Of course the locations of planets in our sky changes over time. Same for the Sun and Moon. They all move among the background stars at different rates, passing in front of the constellations of the ecliptic. The Sun moves thru the thirteen ecliptic constellations in a year, The Moon moves thru them in a month.
Where is the Sun?
A couple days ago (June 26) I mentioned in conversation that both the Sun and the planet Mars were to be found in the constellation Gemini. My friend Nellie responded that she thought the Sun was in the constellation Cancer. I asked Nellie to check and she came back in a few moments and confirmed that yes, the Sun “moves into Cancer on [Summer] Solstice” each year.
Now I’ve made my share of mistakes. I figured this was another, so I apologized. After we parted, I double-checked my initial statement. Much to my confusion, the planetarium software “Stellarium” clearly showed the Sun in the constellation Gemini on June 26. So I did a Google search using the phrase Nellie used. It took me to an astrological web site. In the front page article were sentences that read
“Summer Solstice: The Sun Moves Into Cancer”
“…set to occur tomorrow, June 21… the sun will move into Cancer for its annual, month long visit.”
“Cancer season actually starts on or around the summer solstice every year.”
I triple-checked Stellarium. The Sun appears to have entered the constellation Gemini on June 21 and will travel across the twins until July 20. It’s on July 21 the Sun will move into the constellation Cancer.

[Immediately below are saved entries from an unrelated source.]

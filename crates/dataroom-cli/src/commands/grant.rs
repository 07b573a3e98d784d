//! Grant command - manage per-user edit rights
//!
//! Only admins may grant or revoke. A grant on a folder covers edits
//! inside it; a grant on a file covers that file.

use anyhow::{bail, Context as _, Result};
use clap::Args;

use dataroom_core::domain::{TreeNode, UserId};
use dataroom_core::ports::EditTarget;

use super::{parse_path, Context};

/// Arguments for `dataroom grant`
#[derive(Debug, Args)]
pub struct GrantCommand {
    /// User receiving (or losing) the right
    pub user: String,

    /// Folder or file the right applies to
    pub path: String,

    /// Revoke instead of grant
    #[arg(long)]
    pub revoke: bool,
}

impl GrantCommand {
    pub async fn execute(&self, ctx: &Context) -> Result<()> {
        let user = UserId::new(self.user.clone()).context("Invalid user id")?;
        let session = ctx.open().await?;

        if parse_path(&self.path)?.is_root() {
            bail!("Edit rights on the root level cannot be granted; only admins edit it");
        }
        let (_, node) = session.locate(&self.path).await?;
        let target = match &node {
            TreeNode::Folder(folder) => EditTarget::Folder(folder.id),
            TreeNode::File(file) => EditTarget::File(file.id),
        };

        if self.revoke {
            session.store.revoke_edit(&user, target).await?;
            ctx.formatter().success(&format!("Revoked edit on '{}' from {user}", node.name()));
        } else {
            session.store.grant_edit(&user, target).await?;
            ctx.formatter().success(&format!("Granted {user} edit on '{}'", node.name()));
        }
        Ok(())
    }
}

Why should I believe a computer simulation? Let’s do our own observations! Just after sunset on the 26th I checked the eastern sky. Above the horizon was the crescent Moon with Regulus high, the constellation Cancer low but visible, and Pollux, one of the brightest stars in Gemini just above the horizon.
It was obvious that the Sun was not in Cancer, since it was after sunset and I could see the whole constellation in the night sky, trailing the Sun on its journey.
So where was the Sun?
I got up early the very next morning to a clear sky. There. low in the east, was the constellation Taurus, the bull. The Sun had not yet risen, so this constellation was ahead of the Sun, leading it as the Sun was appearing to circle the Earth..
Cancer is seen in the early evening western sky (6/26) trailing the Sun.
Taurus is seen in predawn eastern sky (6/27), apparently preceding the Sun.
The Sun is apparently in the sky between Taurus and Cancer.
Guess which constellation is between Taurus and Cancer. Thats where the Sun is.!
I confirmed with my own observations that the Stellarium model may be accurate.
Yes, the Sun is in the constellation Gemini and will be for several weeks. I checked several other astrological sights and they all listed June 26 with a Sun sign. If astrology is inaccurate about a thing so easily checked, why would someone use it as a guide for personal finances, or relationships?